Eradicate the malaria-carrying mosquitoes?
Wasn’t DDT supposed to achieve this back in the 1950ies/1960ies?

Humans have a knack for doing things they think will be beneficial, which turn out to have dire consequences. How does one put the genie back in the bottle if it turns out to have been a mistake? Eradicating bears and wolves from Europe didn’t have much of an impact because humans were the big predator to take their place, but will wiping out a species of mosquito cause another species to take it’s place, perhaps spreading some other disease? Is there a plant that relies on that species to propagate? There are a lot of possibilities. That said, I would be OK with them finding a genetic way to eradicate invasive species we’ve introduced, of which there are more every day.

This is a chance to ELIMINATE MALARIA. That is a humanitarian goal on a scale so far beyond almost anything else we’ve ever achieved it is hard to even comprehend it. Civilization could collapse the next day and it would still pay dividends for centuries to come! I’d happily nuke every mosquito on the planet to achieve that, but instead we’re going to wring their hands over just a subspecies? How about we let the people actually affected by malaria take a vote on the matter, and everyone not actually at risk shut the fuck up. It’s the HPV vaccine all over again – medical science achieving literal miracles and people are too far up their own asses to appreciate it.

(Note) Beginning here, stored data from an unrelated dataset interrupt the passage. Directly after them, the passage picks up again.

use std::collections::{BTreeMap, HashMap, HashSet};
use std::time::{SystemTime, UNIX_EPOCH};

use async_trait::async_trait;
use serde::{Deserialize, Serialize};
use tokio::sync::RwLock;
use tracing::{debug, info};

use super::{ConsumerResult, SerializationCache};
use crate::error::ConsumerError;
use crate::store::EntityId;

/// Identifies one cached serialization: the item plus every export option
/// that changes the output.
#[derive(Debug, Clone, PartialEq, Eq, Hash, Serialize, Deserialize)]
pub struct CacheSelector {
    pub item_id: EntityId,
    pub export_notes: bool,
    pub use_journal_abbreviation: bool,
    /// Preference overrides that affect serialization.
    #[serde(default)]
    pub overrides: BTreeMap<String, String>,
}

impl CacheSelector {
    pub fn new(item_id: EntityId) -> Self {
        Self {
            item_id,
            export_notes: false,
            use_journal_abbreviation: false,
            overrides: BTreeMap::new(),
        }
    }

    pub fn with_override(
        mut self,
        pref: impl Into<String>,
        value: impl Into<String>,
    ) -> Self {
        self.overrides.insert(pref.into(), value.into());
        self
    }
}

#[derive(Debug, Clone, PartialEq, Serialize, Deserialize)]
pub struct CachedReference {
    pub selector: CacheSelector,
    pub reference: String,
    #[serde(default)]
    pub metadata: serde_json::Value,
    pub last_access_ms: u64,
}

fn now_ms() -> u64 {
    SystemTime::now()
        .duration_since(UNIX_EPOCH)
        .unwrap_or_default()
        .as_millis() as u64
}

type Collection = HashMap<CacheSelector, CachedReference>;

/// Per-translator serialization cache held in memory.
#[derive(Default)]
pub struct MemorySerializationCache {
    collections: RwLock<HashMap<String, Collection>>,
    initial: Vec<String>,
}

impl MemorySerializationCache {
    /// `collections` are created by [`init`](SerializationCache::init).
    pub fn new(collections: Vec<String>) -> Self {
        Self {
            collections: RwLock::new(HashMap::new()),
            initial: collections,
        }
    }

    pub async fn len(&self, collection: &str) -> Option<usize> {
        self.collections.read().await.get(collection).map(|c| c.len())
    }

    pub async fn collection_names(&self) -> Vec<String> {
        let mut names: Vec<String> =
            self.collections.read().await.keys().cloned().collect();
        names.sort();
        names
    }
}

#[async_trait]
impl SerializationCache for MemorySerializationCache {
    async fn init(&self) -> ConsumerResult<()> {
        let mut collections = self.collections.write().await;
        for name in &self.initial {
            collections.entry(name.clone()).or_default();
        }
        info!(collections = collections.len(), "serialization cache ready");
        Ok(())
    }

    async fn ensure_collection(&self, name: &str) -> ConsumerResult<()> {
        self.collections
            .write()
            .await
            .entry(name.to_string())
            .or_default();
        Ok(())
    }

    async fn evict(
        &self,
        ids: &[EntityId],
        reason: &str,
    ) -> ConsumerResult<usize> {
        let ids: HashSet<EntityId> = ids.iter().copied().collect();
        let mut evicted = 0usize;
        for collection in self.collections.write().await.values_mut() {
            let before = collection.len();
            collection.retain(|selector, _| !ids.contains(&selector.item_id));
            evicted += before - collection.len();
        }
        debug!(evicted, reason, "cache eviction");
        Ok(evicted)
    }

    async fn fetch(
        &self,
        collection: &str,
        selector: &CacheSelector,
    ) -> ConsumerResult<Option<CachedReference>> {
        let mut collections = self.collections.write().await;
        let entries = collections.get_mut(collection).ok_or_else(|| {
            ConsumerError::MissingCacheCollection(collection.to_string())
        })?;
        match entries.get_mut(selector) {
            Some(cached) => {
                debug!(collection, item = selector.item_id, "cache hit");
                // keeps the entry from being reaped early
                cached.last_access_ms = now_ms();
                Ok(Some(cached.clone()))
            }
            None => {
                debug!(collection, item = selector.item_id, "cache miss");
                Ok(None)
            }
        }
    }

    async fn store(
        &self,
        collection: &str,
        selector: CacheSelector,
        reference: String,
        metadata: serde_json::Value,
    ) -> ConsumerResult<()> {
        let mut collections = self.collections.write().await;
        let entries = collections.get_mut(collection).ok_or_else(|| {
            ConsumerError::MissingCacheCollection(collection.to_string())
        })?;
        let updated = entries
            .insert(selector.clone(), CachedReference {
                selector,
                reference,
                metadata,
                last_access_ms: now_ms(),
            })
            .is_some();
        debug!(collection, updated, "cache store");
        Ok(())
    }
}

#[cfg(test)]
mod tests {
    use super::*;

    async fn cache() -> MemorySerializationCache {
        let cache = MemorySerializationCache::new(vec![
            "Better BibTeX".into(),
            "Better CSL JSON".into(),
        ]);
        cache.init().await.unwrap();
        cache
    }

    #[tokio::test]
    async fn store_then_fetch_by_selector() {
        let cache = cache().await;
        let selector = CacheSelector::new(1);
        cache
            .store(
                "Better BibTeX",
                selector.clone(),
                "@article{doe2020}".into(),
                serde_json::json!({"dirty": false}),
            )
            .await
            .unwrap();

        let hit = cache.fetch("Better BibTeX", &selector).await.unwrap();
        assert_eq!(hit.unwrap().reference, "@article{doe2020}");

        let other = CacheSelector {
            export_notes: true,
            ..selector.clone()
        };
        assert!(cache.fetch("Better BibTeX", &other).await.unwrap().is_none());
        assert!(
            cache
                .fetch("Better CSL JSON", &selector)
                .await
                .unwrap()
                .is_none()
        );
    }

    #[tokio::test]
    async fn evict_spans_collections() {
        let cache = cache().await;
        for collection in ["Better BibTeX", "Better CSL JSON"] {
            for id in [1, 2] {
                cache
                    .store(
                        collection,
                        CacheSelector::new(id),
                        format!("ref {}", id),
                        serde_json::Value::Null,
                    )
                    .await
                    .unwrap();
            }
        }
        cache
            .store(
                "Better BibTeX",
                CacheSelector::new(1).with_override("asciiBibTeX", "true"),
                "ascii".into(),
                serde_json::Value::Null,
            )
            .await
            .unwrap();

        let evicted = cache.evict(&[1, 42], "item 1 changed").await.unwrap();
        assert_eq!(evicted, 3);
        assert_eq!(cache.len("Better BibTeX").await, Some(1));
        assert_eq!(cache.len("Better CSL JSON").await, Some(1));
    }

    #[tokio::test]
    async fn missing_collection_is_reported() {
        let cache = cache().await;
        let err = cache
            .fetch("Unknown Translator", &CacheSelector::new(1))
            .await
            .unwrap_err();
        assert!(matches!(err, ConsumerError::MissingCacheCollection(_)));
        cache.ensure_collection("Unknown Translator").await.unwrap();
        assert!(
            cache
                .fetch("Unknown Translator", &CacheSelector::new(1))
                .await
                .unwrap()
                .is_none()
        );
    }
}
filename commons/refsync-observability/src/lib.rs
pub mod tracing;

pub use tracing::*;
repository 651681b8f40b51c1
use std::time::Duration;

use refsync::error::RefSyncError;
use refsync::events::DomainEvent;
use refsync::store::{Collection, Item, LibrarySnapshot, MemoryItemStore};
use refsync::{RefSync, RefSyncConfig};
use tokio::sync::broadcast;

pub const WAIT: Duration = Duration::from_millis(2000);

/// Library 1 with two regular items, a note under item 1 and the collection
/// chain 7 -> 3 -> 1. Library 5 holds one item in collection 20.
pub fn snapshot() -> LibrarySnapshot {
    let collection = |id, library_id, parent_id| Collection {
        id,
        library_id,
        parent_id,
        name: format!("collection {}", id),
    };
    LibrarySnapshot {
        items: vec![
            Item::new(101, 1, "DOE00001")
                .with_field("creator", "Jane Doe")
                .with_field("date", "2020-01-01")
                .in_collection(7),
            Item::new(102, 1, "ROE00002")
                .with_field("creator", "Richard Roe")
                .with_field("date", "2018")
                .with_field("extra", "Citation Key: roe-pinned"),
            Item::note(103, 1, 101),
            Item::new(501, 5, "GRP00001")
                .with_field("creator", "Al Smith")
                .with_field("date", "1999")
                .in_collection(20),
        ],
        collections: vec![
            collection(1, 1, None),
            collection(3, 1, Some(1)),
            collection(7, 1, Some(3)),
            collection(20, 5, None),
        ],
    }
}

pub fn config() -> RefSyncConfig {
    RefSyncConfig {
        gate_timeout_ms: Some(WAIT.as_millis() as u64),
        ..Default::default()
    }
}

pub struct TestContext {
    pub refsync: RefSync,
    pub events: broadcast::Receiver<DomainEvent>,
}

impl TestContext {
    /// Wired but not started; the readiness gate is still pending.
    pub fn new(config: RefSyncConfig) -> Result<Self, RefSyncError> {
        let store = MemoryItemStore::from_snapshot(snapshot());
        let refsync = RefSync::new(config, store)?;
        let events = refsync.context.bus.subscribe();
        Ok(Self { refsync, events })
    }

    pub async fn started(
        config: RefSyncConfig,
    ) -> Result<Self, Box<dyn std::error::Error>> {
        let mut ctx = Self::new(config)?;
        ctx.refsync.startup().await?;
        let first = ctx.next_event().await?;
        assert_eq!(first, DomainEvent::Loaded);
        Ok(ctx)
    }

    pub async fn next_event(
        &mut self,
    ) -> Result<DomainEvent, Box<dyn std::error::Error>> {
        Ok(tokio::time::timeout(WAIT, self.events.recv()).await??)
    }

    /// Waits for the queue to drain, bounded by [`WAIT`].
    pub async fn settle(&self) -> Result<(), Box<dyn std::error::Error>> {
        tokio::time::timeout(WAIT, self.refsync.drain()).await?;
        Ok(())
    }

    #[allow(dead_code)]
    pub fn no_more_events(&mut self) -> bool {
        matches!(
            self.events.try_recv(),
            Err(broadcast::error::TryRecvError::Empty)
        )
    }

    pub async fn shutdown(self) -> Result<(), Box<dyn std::error::Error>> {
        self.refsync.shutdown().await?;
        Ok(())
    }
}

Maybe. Maybe we do agree malaria would be best eliminated. Maybe we also worry that the consequences of wiping out mozzies have not yet been properly investigated (ecological/food chain, etc effects - are there any?) or not yet communicated. Precautionary principle and all that.

IIRC when in vitro fertiisation became possible, the UK, at least, set up the HFEA to regulate how and where this technology might ethically be used by health professionals. Is there anything similar for the ability to extinguish species globally?